暗黒空間
暗黒空間
銀河系外周部にある人類未踏の空間である。辺り一面真っ暗で光の無い正に暗黒と言われる空間だ。
暗黒だからと言って何もないわけでは無い。
この空間には恒星が無いので光を発する物が皆無である。だから暗黒になっているだけなのだ。
この場所には惑星規模の天体も存在するのだが近くに恒星が無いと言う事は人が生活するために必要な光(人は日に当たらなければ精神的な病気になることがあるし気分が向上しにくい。)を得るために余分なエネルギーを使う必要があった。
暗黒空間と言う辺鄙な場所を開発しなくても恒星の近くに開発可能な惑星は数多に存在する。わざわざ労力を使うメリットはないのだ。
その為、暗黒空間には惑星規模の天体はあると判っていても開発されないのでこの宙域の地図は存在しない。
海賊たちを撒いた流彗星号は目標の地点まで約一光年の距離まで接近していた。彼らの前には暗黒空間と言われた未踏の宙域が広がる。
この宙域で船を進めるにはレーダー等の計器類が重要になってくる。その為に船を止め計測できる範囲での情報収集を行いいている様だ。
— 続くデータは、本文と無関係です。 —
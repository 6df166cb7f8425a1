//! Internal (within-population) consistency analysis.
//!
//! Every lot runs through an ordered list of independent rules. Rules are
//! additive: a lot can be both "missing exporter" and "data inconsistency".
//! The single exception is the exporter-variability rule, which only fires
//! when no earlier rule produced an issue for the lot. A lot that trips no
//! rule at all gets exactly one `Consistent` record.

use analytics::PopulationStats;
use core_types::{ConsistencyIssue, InternalCvClass, IssueKind, LotCostMetric, Severity};
use rust_decimal::Decimal;
use std::collections::BTreeMap;

/// z above which a lot is an extreme outlier.
const EXTREME_OUTLIER_Z: f64 = 2.5;
/// z above which a lot is an outlier.
const OUTLIER_Z: f64 = 2.0;
/// z above which a lot is a mild outlier.
const MILD_OUTLIER_Z: f64 = 1.8;
/// Exporter CV (%) above which the exporter's own lots are considered erratic.
const EXPORTER_CV_LIMIT: f64 = 25.0;

/// Everything a rule needs to know about one lot.
struct LotContext<'a> {
    lot: &'a LotCostMetric,
    global: &'a PopulationStats,
    exporter: PopulationStats,
}

impl LotContext<'_> {
    fn issue(&self, kind: IssueKind, severity: Severity, description: String) -> ConsistencyIssue {
        ConsistencyIssue {
            lot_id: self.lot.lot_id().to_string(),
            exporter: self.lot.exporter().to_string(),
            kind,
            severity,
            description,
            cost_per_box: self.lot.cost_per_box(),
            total_charges: self.lot.total_charge_amount(),
        }
    }

    /// z-score of the lot against the global population, when defined.
    fn z_score(&self) -> Option<f64> {
        let cost = self.lot.cost_per_box_f64()?;
        (self.global.std_dev > 0.0).then(|| self.global.z_score(cost))
    }
}

/// A rule sees the lot and the issues already raised for it.
type Rule = fn(&LotContext, &[ConsistencyIssue]) -> Option<ConsistencyIssue>;

/// Evaluation order matters only for `exporter_inconsistency`.
const RULES: [Rule; 5] = [
    missing_exporter,
    invalid_cost,
    statistical_outlier,
    exporter_inconsistency,
    charge_total_mismatch,
];

/// Runs every rule over every lot.
///
/// The output is sorted by severity, most severe first. Ties keep the order
/// of `lots`.
pub fn analyze(
    lots: &[LotCostMetric],
    global: &PopulationStats,
    exporter_stats: &BTreeMap<String, PopulationStats>,
) -> Vec<ConsistencyIssue> {
    let mut issues = Vec::new();

    for lot in lots {
        let ctx = LotContext {
            lot,
            global,
            exporter: exporter_stats.get(lot.exporter()).copied().unwrap_or_default(),
        };

        let mut lot_issues: Vec<ConsistencyIssue> = Vec::new();
        for rule in RULES {
            if let Some(issue) = rule(&ctx, &lot_issues) {
                lot_issues.push(issue);
            }
        }

        if lot_issues.is_empty() {
            lot_issues.push(consistent(&ctx));
        }
        issues.extend(lot_issues);
    }

    issues.sort_by(|a, b| b.severity.cmp(&a.severity));

    tracing::debug!(
        lots = lots.len(),
        high = issues.iter().filter(|i| i.severity == Severity::High).count(),
        medium = issues.iter().filter(|i| i.severity == Severity::Medium).count(),
        "Internal consistency analysis complete."
    );

    issues
}

fn missing_exporter(ctx: &LotContext, _prior: &[ConsistencyIssue]) -> Option<ConsistencyIssue> {
    ctx.lot.is_exporter_missing().then(|| {
        ctx.issue(
            IssueKind::MissingExporter,
            Severity::High,
            "Lot has no exporter assigned".to_string(),
        )
    })
}

fn invalid_cost(ctx: &LotContext, _prior: &[ConsistencyIssue]) -> Option<ConsistencyIssue> {
    let description = match ctx.lot.cost_per_box() {
        None => "Cost per box cannot be computed: lot has no boxes".to_string(),
        Some(cost) if cost.is_zero() => "Cost per box is zero".to_string(),
        Some(_) => return None,
    };
    Some(ctx.issue(IssueKind::InvalidCost, Severity::High, description))
}

fn statistical_outlier(ctx: &LotContext, _prior: &[ConsistencyIssue]) -> Option<ConsistencyIssue> {
    let z = ctx.z_score()?;

    let (kind, severity) = if z > EXTREME_OUTLIER_Z {
        (IssueKind::ExtremeStatisticalOutlier, Severity::High)
    } else if z > OUTLIER_Z {
        (IssueKind::StatisticalOutlier, Severity::Medium)
    } else if z > MILD_OUTLIER_Z {
        (IssueKind::MildStatisticalOutlier, Severity::Low)
    } else {
        return None;
    };

    let description = format!(
        "Cost per box {:.4} is {:.2}σ from the population mean {:.4} (exporter CV {:.1}%)",
        ctx.lot.cost_per_box_f64().unwrap_or_default(),
        z,
        ctx.global.mean,
        ctx.exporter.cv,
    );
    Some(ctx.issue(kind, severity, description))
}

fn exporter_inconsistency(ctx: &LotContext, prior: &[ConsistencyIssue]) -> Option<ConsistencyIssue> {
    if !prior.is_empty() || ctx.exporter.cv <= EXPORTER_CV_LIMIT {
        return None;
    }
    let description = format!(
        "Exporter's own lots vary widely (CV {:.1}% > {:.0}%)",
        ctx.exporter.cv, EXPORTER_CV_LIMIT
    );
    Some(ctx.issue(
        IssueKind::InternalExporterInconsistency,
        Severity::High,
        description,
    ))
}

fn charge_total_mismatch(ctx: &LotContext, _prior: &[ConsistencyIssue]) -> Option<ConsistencyIssue> {
    let cost = ctx.lot.cost_per_box().unwrap_or(Decimal::ZERO);
    let total = ctx.lot.total_charge_amount();

    if cost > Decimal::ZERO && total.is_zero() {
        Some(ctx.issue(
            IssueKind::DataInconsistency,
            Severity::High,
            format!("Cost per box is {cost} but the lot has no charge total"),
        ))
    } else if cost.is_zero() && total.is_zero() {
        Some(ctx.issue(
            IssueKind::MissingCharges,
            Severity::Medium,
            "Lot has no charges and no cost".to_string(),
        ))
    } else {
        None
    }
}

fn consistent(ctx: &LotContext) -> ConsistencyIssue {
    let z = ctx.z_score().unwrap_or(0.0);
    let class = InternalCvClass::from_cv(ctx.exporter.cv);
    ctx.issue(
        IssueKind::Consistent,
        Severity::Low,
        format!(
            "Within expected range (z = {:.2}); exporter CV {:.1}% ({})",
            z, ctx.exporter.cv, class
        ),
    )
}

#[cfg(test)]
mod tests {
    use super::*;
    use rust_decimal_macros::dec;

    fn stats(mean: f64, std_dev: f64) -> PopulationStats {
        PopulationStats {
            count: 10,
            mean,
            std_dev,
            cv: if mean > 0.0 { std_dev * 100.0 / mean } else { 0.0 },
        }
    }

    fn exporter_cv(exporter: &str, cv: f64) -> BTreeMap<String, PopulationStats> {
        BTreeMap::from([(
            exporter.to_string(),
            PopulationStats {
                count: 3,
                mean: 2.0,
                std_dev: cv * 2.0 / 100.0,
                cv,
            },
        )])
    }

    fn kinds(issues: &[ConsistencyIssue]) -> Vec<IssueKind> {
        issues.iter().map(|i| i.kind).collect()
    }

    /// A lot whose cost per box equals `cost` with 100 boxes.
    fn lot(id: &str, exporter: &str, cost: Decimal) -> LotCostMetric {
        LotCostMetric::new(id, exporter, cost * dec!(100), 100)
    }

    #[test]
    fn extreme_outlier_at_three_sigma() {
        let issues = analyze(&[lot("L1", "X", dec!(3.5))], &stats(2.0, 0.5), &exporter_cv("X", 4.0));

        assert_eq!(kinds(&issues), vec![IssueKind::ExtremeStatisticalOutlier]);
        assert_eq!(issues[0].severity, Severity::High);
        assert!(issues[0].description.contains("exporter CV 4.0%"));
    }

    #[test]
    fn z_tiers_are_strictly_greater_than() {
        let global = stats(2.0, 1.0);
        let exporters = exporter_cv("X", 4.0);
        let tier = |cost: Decimal| kinds(&analyze(&[lot("L", "X", cost)], &global, &exporters));

        assert_eq!(tier(dec!(4.5)), vec![IssueKind::StatisticalOutlier]);
        assert_eq!(tier(dec!(4.51)), vec![IssueKind::ExtremeStatisticalOutlier]);
        assert_eq!(tier(dec!(4.0)), vec![IssueKind::MildStatisticalOutlier]);
        assert_eq!(tier(dec!(4.01)), vec![IssueKind::StatisticalOutlier]);
        assert_eq!(tier(dec!(3.8)), vec![IssueKind::Consistent]);
        assert_eq!(tier(dec!(3.81)), vec![IssueKind::MildStatisticalOutlier]);
    }

    #[test]
    fn zero_boxes_is_invalid_cost() {
        let metric = LotCostMetric::new("L2", "X", dec!(120), 0);
        let issues = analyze(&[metric], &stats(2.0, 0.5), &exporter_cv("X", 4.0));

        assert_eq!(kinds(&issues), vec![IssueKind::InvalidCost]);
        assert_eq!(issues[0].severity, Severity::High);
        assert_eq!(issues[0].cost_per_box, None);
    }

    #[test]
    fn missing_exporter_and_data_inconsistency_are_additive() {
        let metric = LotCostMetric::from_parts("L3", " ", dec!(0), 10, Some(dec!(2)));
        let issues = analyze(&[metric], &stats(2.0, 0.5), &BTreeMap::new());

        assert_eq!(
            kinds(&issues),
            vec![IssueKind::MissingExporter, IssueKind::DataInconsistency]
        );
    }

    #[test]
    fn no_charges_and_no_boxes() {
        let metric = LotCostMetric::new("L4", "X", dec!(0), 0);
        let issues = analyze(&[metric], &stats(2.0, 0.5), &exporter_cv("X", 4.0));

        // InvalidCost (High) sorts ahead of MissingCharges (Medium).
        assert_eq!(
            kinds(&issues),
            vec![IssueKind::InvalidCost, IssueKind::MissingCharges]
        );
    }

    #[test]
    fn exporter_variability_fires_only_without_prior_issue() {
        let exporters = exporter_cv("X", 30.0);
        let global = stats(2.0, 0.5);

        let in_range = analyze(&[lot("L5", "X", dec!(2.1))], &global, &exporters);
        assert_eq!(kinds(&in_range), vec![IssueKind::InternalExporterInconsistency]);

        let outlier = analyze(&[lot("L6", "X", dec!(3.5))], &global, &exporters);
        assert_eq!(kinds(&outlier), vec![IssueKind::ExtremeStatisticalOutlier]);
    }

    #[test]
    fn exporter_cv_of_exactly_25_is_tolerated() {
        let issues = analyze(&[lot("L7", "X", dec!(2))], &stats(2.0, 0.5), &exporter_cv("X", 25.0));
        assert_eq!(kinds(&issues), vec![IssueKind::Consistent]);
    }

    #[test]
    fn consistent_lot_gets_one_low_record_with_internal_class() {
        let issues = analyze(&[lot("L8", "X", dec!(2.2))], &stats(2.0, 0.5), &exporter_cv("X", 10.0));

        assert_eq!(issues.len(), 1);
        assert_eq!(issues[0].kind, IssueKind::Consistent);
        assert_eq!(issues[0].severity, Severity::Low);
        assert!(issues[0].description.contains("z = 0.40"));
        assert!(issues[0].description.contains("(Good)"));
    }

    #[test]
    fn no_spread_skips_the_z_rule() {
        let issues = analyze(&[lot("L9", "X", dec!(99))], &stats(10.0, 0.0), &exporter_cv("X", 0.0));
        assert_eq!(kinds(&issues), vec![IssueKind::Consistent]);
    }

    #[test]
    fn output_is_sorted_by_severity_keeping_lot_order_for_ties() {
        let lots = vec![
            lot("A", "X", dec!(2)),
            LotCostMetric::new("B", "X", dec!(10), 0),
            lot("C", "X", dec!(2)),
            LotCostMetric::new("D", "X", dec!(10), 0),
        ];
        let issues = analyze(&lots, &stats(2.0, 0.5), &exporter_cv("X", 4.0));

        let order: Vec<&str> = issues.iter().map(|i| i.lot_id.as_str()).collect();
        assert_eq!(order, vec!["B", "D", "A", "C"]);
        assert!(issues.windows(2).all(|w| w[0].severity >= w[1].severity));
    }
}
船橋のスクリーンに映し出された小惑星帯と言える岩石の集団を前にサバーブは呻く。
「……流石にデブリが多すぎる。この量のデブリを弾いていたらエネルギーがいくらあっても足りない。連宋、他の道はないのか?」
「他の道か……計器でわかる範囲はどこもかしこも小惑星だらけだ。小惑星帯よりも空隙が少ない。それにどこまで小惑星があるのか判らないぞ。」
小惑星帯同士の間はかなり距離があり、通常航行で進む場合は問題が無い。
だが流彗星号が最大速度で進む場合は話が変わってくる。通常航行では衝突しない小惑星でも最大速度だと接触する可能性がある上、残りの距離が一光年でもジャンプを行わなければならない。ジャンプを行い出現した場所が小惑星のすぐ近くだと大惨事待ったなしなのだ。
「仕方がない。あまりやりたくはないが回転軸上方向から侵入を試みよう。連宋、ジャンプ用意だ。」
「了解。ジャンプ座標を設定……。」
連宋は手慣れた調子でジャンプ座標を設定してゆく。
リランドも船に装備されている陽電子砲を準備し船の周辺の状況が表示されているモニターを注視していた。ジャンプにエネルギーを割くと武装に対して供給されるエネルギーが減る。その為、海賊船はジャンプ前の船を襲いかかることが多い。リランドはその海賊を警戒しているのである。
「座標設定完了。ジャンプドライブへのエネルギー供給正常。サバーブ、何時でも行けるぞ。」
「ジャンプ方向確認……良し!カウント開始、5,4,3,2,1、ジャンプ!」
サバーブの声とともに船外を映し出していた船橋の前面スクリーンの白い光点が青く線を引き、後面スクリーンの白い光点が赤い線を引く。流彗星号に軽い衝撃を受け亜空間に突入した。
ハイパワージャンプの距離により亜空間で航行する時間が変わる。亜空間での航行時間が長いほど長距離をジャンプできるが亜空間から船を守る斥力フィールドのエネルギー損耗率が等比級数的に跳ね上がる。
エネルギーの損耗を抑えるために短いジャンプを繰り返すほうが良いように思えるが、ジャンプは亜空間へ侵入する際、船体やジャンプドライブにダメージを与える。すると今度は船体やドライブの損耗率が等差級数的に上昇する。
以上のことから効率の良いジャンプは三光年から六光年の間という事になっている。
流彗星号はごく短い時間で通常空間に戻ってきた。ジャンプする距離は一光年に満たない距離のショートジャンプを行ったからだ。
「ジャンプ正常終了。船体に異常な……!」
連宋の報告の最中、不意に流彗星号の船体が何かに引きつけられた。
「船体下部に重力反応!小惑星?いや惑星だ!」
・宇宙での方位
宇宙では東西南北の方位はない。
この時代、宇宙での方向の標準は銀河の回転軸と回転方向が基準に設定されている。
回転軸の方向が上下方向であり、回転する銀河が反時計回り回っている事を観測できる位置が上、時計回りを観測できる位置が下とされている。
銀河の回転軸に近づく方向が内側、回転軸から離れる方向が外側、中心から外側を見た時の銀河の回転方向が左方向、その反対が右方向となっている。